Si bien la Política Nacional de Cultura al 2030 establece una hoja de ruta para fortalecer la institucionalidad necesaria en materia cultural en el país, partiendo desde los lineamientos, planes de trabajo e instrumentos de gestión con los cuales se debe facilitar el acceso a los derechos culturales, dándole el valor necesario al patrimonio cultural material e inmaterial, el enfoque principal debe estar en los gestores culturales, quienes son los verdaderos actores del cambio. Estos gestores han sido tantas veces menospreciados y rechazados por los gobiernos de turno, y su actividad difícilmente es subvencionada o reconocida.
Más aún, desde el Presupuesto General de la República, en teoría, se asigna al sector cultural apenas el 0.4% del total del presupuesto anual.
Sin embargo, la realidad en las regiones y ciudades es que todo depende de la voluntad política, ya que no existe una asignación fija por ley, como ocurre en el caso de las personas con discapacidad, donde se asigna obligatoriamente, bajo pena, el 1% del presupuesto local.
En la práctica, la cultura pasa a ser un tema menor que queda relegado a los sobrantes o saldos presupuestales. Incluso si se construyen planes provinciales de cultura, es imperioso que desde el Legislativo se ponga en agenda un presupuesto fijo y obligatorio. Esto debe ser una línea base que signifique el inicio de una reivindicación necesaria e históricamente posible.

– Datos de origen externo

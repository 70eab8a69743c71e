use anyhow::{Context, Result};
use chrono::{Duration, NaiveDate, NaiveDateTime};
use mp4::{BoxHeader, BoxType, MoovBox, ReadBox};
use std::fs::File;
use std::io::{BufReader, Read, Seek};
use std::path::Path;
use tracing::debug;

/// mvhd の creation_time を読み、1904-01-01 起点の日時に直す。
///
/// 古いQuickTimeには `ftyp` が無いものがあるため、`Mp4Reader::read_header` ではなく
/// トップレベルのボックスを順に見て `moov` だけを読む。
/// コンテナとして解析できない場合や creation_time が 0 の場合は `Ok(None)`。
pub fn read_creation_date(path: &Path) -> Result<Option<NaiveDateTime>> {
    let file = File::open(path)
        .with_context(|| format!("動画ファイルを開けませんでした: {}", path.display()))?;
    let size = file
        .metadata()
        .with_context(|| format!("動画ファイルのサイズを取得できませんでした: {}", path.display()))?
        .len();
    let mut reader = BufReader::new(file);

    match read_mvhd_creation_time(&mut reader, size) {
        Ok(Some(seconds)) => Ok(from_mp4_time(seconds)),
        Ok(None) => {
            debug!("moovが見つからないためスキップします: {}", path.display());
            Ok(None)
        }
        Err(err) => {
            debug!("コンテナを解析できないためスキップします: {} ({err})", path.display());
            Ok(None)
        }
    }
}

fn read_mvhd_creation_time<R: Read + Seek>(
    reader: &mut R,
    size: u64,
) -> mp4::Result<Option<u64>> {
    let mut current = reader.stream_position()?;
    while current < size {
        let header = BoxHeader::read(reader)?;
        if header.size == 0 || header.size > size {
            break;
        }

        match header.name {
            BoxType::MoovBox => {
                let moov = MoovBox::read_box(reader, header.size)?;
                return Ok(Some(moov.mvhd.creation_time));
            }
            _ => mp4::skip_box(reader, header.size)?,
        }
        current = reader.stream_position()?;
    }
    Ok(None)
}

fn from_mp4_time(seconds: u64) -> Option<NaiveDateTime> {
    if seconds == 0 {
        return None;
    }
    let epoch = NaiveDate::from_ymd_opt(1904, 1, 1)?.and_hms_opt(0, 0, 0)?;
    let seconds = i64::try_from(seconds).ok()?;
    epoch.checked_add_signed(Duration::try_seconds(seconds)?)
}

Si analizamos casos similares relacionados con necesidades primarias, los derechos culturales forman y diversifican toda expresión artística desde la experiencia y el conocimiento. La cultura enriquece y transforma. El trabajo cultural es también una acción que requiere esfuerzo y preparación. Al ser transversal a todas las disciplinas, no puede seguir dependiendo únicamente de buenas voluntades sobre el papel.